Project Story NourishKids — AI-Powered Risk Screening for Malnutrition in African Children
Inspiration When I was around ten years old, I visited Adigrat, a city in the Tigray region of Ethiopia. I remember seeing a child my age on the street, barefoot and selling chewing gum. He looked tired. I, in contrast, was walking with my parents after lunch. That moment never left me. Even as a child, I knew something was deeply unfair — not just between us, but in how opportunity, safety, and health were distributed.
Years later, the war in Tigray left over 2.2 million people displaced. Hospitals were destroyed. Schools closed. Families uprooted. Malnutrition rates soared. In some districts, more than 29% of children under five are now acutely malnourished — a figure that far exceeds the global emergency threshold of 15%. In places where health workers have not been paid for months, parents are left without guidance or support.
I built NourishKids because I saw how delayed responses often cost lives. Malnutrition doesn’t announce itself loudly. It creeps in — through skipped meals, untreated infections, or lack of clean water — until it becomes irreversible. But what if we could catch it early?
What I Built NourishKids is a lightweight AI tool that screens for early signs of malnutrition risk using a simple set of clinical and socioeconomic indicators: age, height, weight, maternal education, anemia status, and others. It is intentionally designed to work in low-connectivity settings.
The machine learning model (Random Forest Classifier) predicts a child’s risk as Normal, At Risk, or Malnourished.
The tool can be used offline, on basic computers or mobile devices, by community health workers, educators, or caregivers.
I built it using Python, scikit-learn, and Streamlit, with a focus on transparency and usability.
Feature engineering includes weight-to-height ratio and a composite health risk score for children.
Confidence scores help guide action, like referrals to clinics or immediate nutritional interventions.
What I Learned This project taught me that building with empathy means listening before coding. I spoke with health students, reviewed field survey reports, and studied how caregivers actually interact with data. I learned:
Simplicity is power: health workers in rural areas prefer interfaces that are intuitive and fast.
Fairness matters: I tested the model across gender and regions to ensure it didn’t amplify bias.
Local context is essential: a "good" model in theory can still fail if it doesn’t align with lived realities.

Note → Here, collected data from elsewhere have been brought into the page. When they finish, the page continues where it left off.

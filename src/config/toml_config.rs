use crate::core::price::MAX_FEED_DECIMALS;
use crate::domain::model::{parse_units, Address, UsdWei, DEFAULT_MINIMUM_USD};
use crate::utils::error::{FundMeError, Result};
use crate::utils::validation::{self, Validate};
use regex::Regex;
use serde::{Deserialize, Serialize};
use std::path::Path;

#[derive(Debug, Clone, Serialize, Deserialize)]
pub struct TomlConfig {
    pub service: ServiceConfig,
    pub network: NetworkConfig,
    pub price_feed: Option<PriceFeedConfig>,
    pub logging: Option<LoggingConfig>,
}

#[derive(Debug, Clone, Serialize, Deserialize)]
pub struct ServiceConfig {
    pub owner: String,
    /// Decimal USD amount, e.g. "5" or "5.00"
    pub minimum_usd: Option<String>,
}

#[derive(Debug, Clone, Serialize, Deserialize)]
pub struct NetworkConfig {
    pub name: String,
}

#[derive(Debug, Clone, Serialize, Deserialize)]
pub struct PriceFeedConfig {
    pub r#type: String,
    pub endpoint: Option<String>,
    pub timeout_seconds: Option<u64>,
    pub decimals: Option<u8>,
    pub initial_answer: Option<i64>,
    pub version: Option<u64>,
}

#[derive(Debug, Clone, Serialize, Deserialize)]
pub struct LoggingConfig {
    pub verbose: Option<bool>,
    pub json: Option<bool>,
}

impl TomlConfig {
    /// 從 TOML 檔案載入配置
    pub fn from_file<P: AsRef<Path>>(path: P) -> Result<Self> {
        let content = std::fs::read_to_string(&path).map_err(FundMeError::IoError)?;
        Self::from_toml_str(&content)
    }

    /// 從 TOML 字串解析配置
    pub fn from_toml_str(content: &str) -> Result<Self> {
        let processed_content = Self::substitute_env_vars(content)?;

        toml::from_str(&processed_content).map_err(|e| FundMeError::ConfigValidationError {
            field: "toml_parsing".to_string(),
            message: format!("TOML parsing error: {}", e),
        })
    }

    /// 替換環境變數 (例如 ${OWNER_ADDRESS})
    fn substitute_env_vars(content: &str) -> Result<String> {
        let re = Regex::new(r"\$\{([^}]+)\}").map_err(|e| FundMeError::ConfigValidationError {
            field: "env_substitution".to_string(),
            message: e.to_string(),
        })?;

        let result = re.replace_all(content, |caps: &regex::Captures| {
            let var_name = &caps[1];
            std::env::var(var_name).unwrap_or_else(|_| format!("${{{}}}", var_name))
        });

        Ok(result.to_string())
    }

    pub fn validate_config(&self) -> Result<()> {
        validation::validate_env_resolved("service.owner", &self.service.owner)?;
        validation::validate_address("service.owner", &self.service.owner)?;
        validation::validate_non_empty_string("network.name", &self.network.name)?;

        let minimum = self.minimum_usd()?;
        if minimum == 0 {
            return Err(FundMeError::InvalidConfigValueError {
                field: "service.minimum_usd".to_string(),
                value: "0".to_string(),
                reason: "Minimum contribution must be greater than zero".to_string(),
            });
        }

        if let Some(feed) = &self.price_feed {
            match feed.r#type.as_str() {
                "mock" => {
                    if let Some(decimals) = feed.decimals {
                        validation::validate_range(
                            "price_feed.decimals",
                            decimals,
                            0,
                            MAX_FEED_DECIMALS,
                        )?;
                    }
                    if let Some(answer) = feed.initial_answer {
                        if answer <= 0 {
                            return Err(FundMeError::InvalidConfigValueError {
                                field: "price_feed.initial_answer".to_string(),
                                value: answer.to_string(),
                                reason: "Initial answer must be positive".to_string(),
                            });
                        }
                    }
                }
                "http" => {
                    let endpoint =
                        validation::validate_required_field("price_feed.endpoint", &feed.endpoint)?;
                    validation::validate_env_resolved("price_feed.endpoint", endpoint)?;
                    validation::validate_url("price_feed.endpoint", endpoint)?;
                    if let Some(timeout) = feed.timeout_seconds {
                        validation::validate_range("price_feed.timeout_seconds", timeout, 1, 300)?;
                    }
                }
                other => {
                    return Err(FundMeError::InvalidConfigValueError {
                        field: "price_feed.type".to_string(),
                        value: other.to_string(),
                        reason: "Supported types: mock, http".to_string(),
                    });
                }
            }
        }

        Ok(())
    }

    pub fn owner(&self) -> Address {
        Address::new(self.service.owner.trim())
    }

    /// 最低捐款 (USD, 18 位小數)
    pub fn minimum_usd(&self) -> Result<UsdWei> {
        match &self.service.minimum_usd {
            None => Ok(DEFAULT_MINIMUM_USD),
            Some(raw) => parse_units(raw).ok_or_else(|| FundMeError::InvalidConfigValueError {
                field: "service.minimum_usd".to_string(),
                value: raw.clone(),
                reason: "Expected a non-negative decimal number with at most 18 decimals"
                    .to_string(),
            }),
        }
    }

    pub fn network_name(&self) -> &str {
        &self.network.name
    }

    pub fn verbose_logging(&self) -> bool {
        self.logging
            .as_ref()
            .and_then(|l| l.verbose)
            .unwrap_or(false)
    }

    pub fn json_logging(&self) -> bool {
        self.logging.as_ref().and_then(|l| l.json).unwrap_or(false)
    }
}

impl Validate for TomlConfig {
    fn validate(&self) -> Result<()> {
        self.validate_config()
    }
}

I also learned that sometimes technology’s biggest contribution is not automation — it’s visibility. NourishKids gives malnutrition a face and a name, earlier than before.
Challenges The data required heavy cleaning and imputation due to gaps in local surveys.

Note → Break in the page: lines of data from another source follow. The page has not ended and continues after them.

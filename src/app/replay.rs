use crate::core::funding::FundingService;
use crate::domain::model::{format_units, parse_units, Address, LedgerSnapshot};
use crate::domain::ports::{PriceOracle, ValueTransfer};
use crate::utils::error::{FundMeError, Result};
use serde::{Deserialize, Serialize};
use std::path::Path;

#[derive(Debug, Clone, Serialize, Deserialize)]
pub struct ReplayScript {
    pub steps: Vec<Step>,
}

#[derive(Debug, Clone, Serialize, Deserialize)]
#[serde(tag = "action", rename_all = "snake_case")]
pub enum Step {
    /// `amount` is in whole native units ("0.1")
    Fund { caller: String, amount: String },
    Withdraw { caller: String },
    Version,
}

impl Step {
    fn name(&self) -> &'static str {
        match self {
            Step::Fund { .. } => "fund",
            Step::Withdraw { .. } => "withdraw",
            Step::Version => "version",
        }
    }
}

#[derive(Debug, Clone, Serialize, Deserialize)]
pub struct StepOutcome {
    pub step: usize,
    pub action: String,
    pub success: bool,
    #[serde(skip_serializing_if = "Option::is_none")]
    pub result: Option<serde_json::Value>,
    #[serde(skip_serializing_if = "Option::is_none")]
    pub error: Option<String>,
}

#[derive(Debug, Clone, Serialize, Deserialize)]
pub struct ReplayReport {
    pub steps: Vec<StepOutcome>,
    pub succeeded: usize,
    pub failed: usize,
    pub final_ledger: LedgerSnapshot,
}

impl ReplayScript {
    pub fn from_file<P: AsRef<Path>>(path: P) -> Result<Self> {
        let content = std::fs::read_to_string(path)?;
        Self::from_json_str(&content)
    }

    pub fn from_json_str(content: &str) -> Result<Self> {
        Ok(serde_json::from_str(content)?)
    }
}

/// Runs each step in order. A failing step is reported and the replay goes on.
pub async fn run_script<O: PriceOracle, T: ValueTransfer>(
    service: &FundingService<O, T>,
    script: &ReplayScript,
) -> Result<ReplayReport> {
    let mut steps = Vec::with_capacity(script.steps.len());

    for (index, step) in script.steps.iter().enumerate() {
        tracing::debug!("Replaying step {} ({})", index, step.name());

        let outcome = match run_step(service, step).await {
            Ok(value) => StepOutcome {
                step: index,
                action: step.name().to_string(),
                success: true,
                result: Some(value),
                error: None,
            },
            Err(e) => {
                tracing::warn!("Step {} ({}) failed: {}", index, step.name(), e);
                StepOutcome {
                    step: index,
                    action: step.name().to_string(),
                    success: false,
                    result: None,
                    error: Some(e.user_friendly_message()),
                }
            }
        };
        steps.push(outcome);
    }

    let succeeded = steps.iter().filter(|s| s.success).count();
    let failed = steps.len() - succeeded;
    tracing::info!("Replay finished: {} succeeded, {} failed", succeeded, failed);

    Ok(ReplayReport {
        steps,
        succeeded,
        failed,
        final_ledger: service.snapshot().await,
    })
}

async fn run_step<O: PriceOracle, T: ValueTransfer>(
    service: &FundingService<O, T>,
    step: &Step,
) -> Result<serde_json::Value> {
    match step {
        Step::Fund { caller, amount } => {
            let wei = parse_units(amount).ok_or_else(|| FundMeError::InvalidAmount {
                message: format!("'{}' is not a valid amount", amount),
            })?;
            let receipt = service.fund(&Address::new(caller.as_str()), wei).await?;
            Ok(serde_json::json!({
                "contributor": receipt.contributor,
                "amount": format_units(receipt.amount),
                "usd_value": format_units(receipt.usd_value),
                "contributor_total": format_units(receipt.contributor_total),
            }))
        }
        Step::Withdraw { caller } => {
            let receipt = service.withdraw(&Address::new(caller.as_str())).await?;
            Ok(serde_json::json!({
                "owner": receipt.owner,
                "amount": format_units(receipt.amount),
                "contributions_cleared": receipt.contributions_cleared,
            }))
        }
        Step::Version => Ok(serde_json::json!({ "version": service.version().await? })),
    }
}

#[cfg(test)]
mod tests {
    use super::*;
    use crate::adapters::{InMemoryTransfer, MockPriceOracle};

    #[tokio::test]
    async fn test_replay_reports_each_step() {
        let service = FundingService::new(
            Address::from("0xowner"),
            MockPriceOracle::default(),
            InMemoryTransfer::new(),
        );
        let script = ReplayScript::from_json_str(
            r#"{
                "steps": [
                    {"action": "fund", "caller": "0xa", "amount": "0.1"},
                    {"action": "fund", "caller": "0xb", "amount": "0.001"},
                    {"action": "fund", "caller": "0xc", "amount": "abc"},
                    {"action": "withdraw", "caller": "0xa"},
                    {"action": "version"}
                ]
            }"#,
        )
        .unwrap();

        let report = run_script(&service, &script).await.unwrap();

        assert_eq!(report.succeeded, 2);
        assert_eq!(report.failed, 3);
        assert!(report.steps[0].success);
        assert_eq!(
            report.steps[1].error.as_deref(),
            Some("You need to spend more ETH!")
        );
        assert_eq!(report.steps[3].error.as_deref(), Some("Only the owner can withdraw"));
        assert_eq!(report.steps[4].result, Some(serde_json::json!({"version": 4})));
        assert_eq!(report.final_ledger.total_balance, 100_000_000_000_000_000);
    }

    #[test]
    fn test_unknown_action_is_a_parse_error() {
        let err = ReplayScript::from_json_str(r#"{"steps": [{"action": "refund"}]}"#).unwrap_err();
        assert!(matches!(err, FundMeError::SerializationError(_)));
    }
}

Balancing model performance with offline functionality was difficult but crucial.
Trust: introducing AI into maternal and child health workflows requires careful explanation and accountability.
Designing for different literacy levels and user types (nurses, teachers, parents) took several iterations.
What’s Next For AbiHack, I aim to:
Add Swahili and Amharic language support.
Optimize the interface for mobile-first users using Flutter.
Incorporate voice-based inputs for low-literacy environments.
Use Gemini API to offer contextual follow-up recommendations for caregivers.
This is not just a tech project. It’s a vision for a healthier childhood — one where data helps communities act before it's too late. I didn’t build NourishKids in a lab. I built it from lived observation, pain, and hope — for every child who deserves a full, nourished life.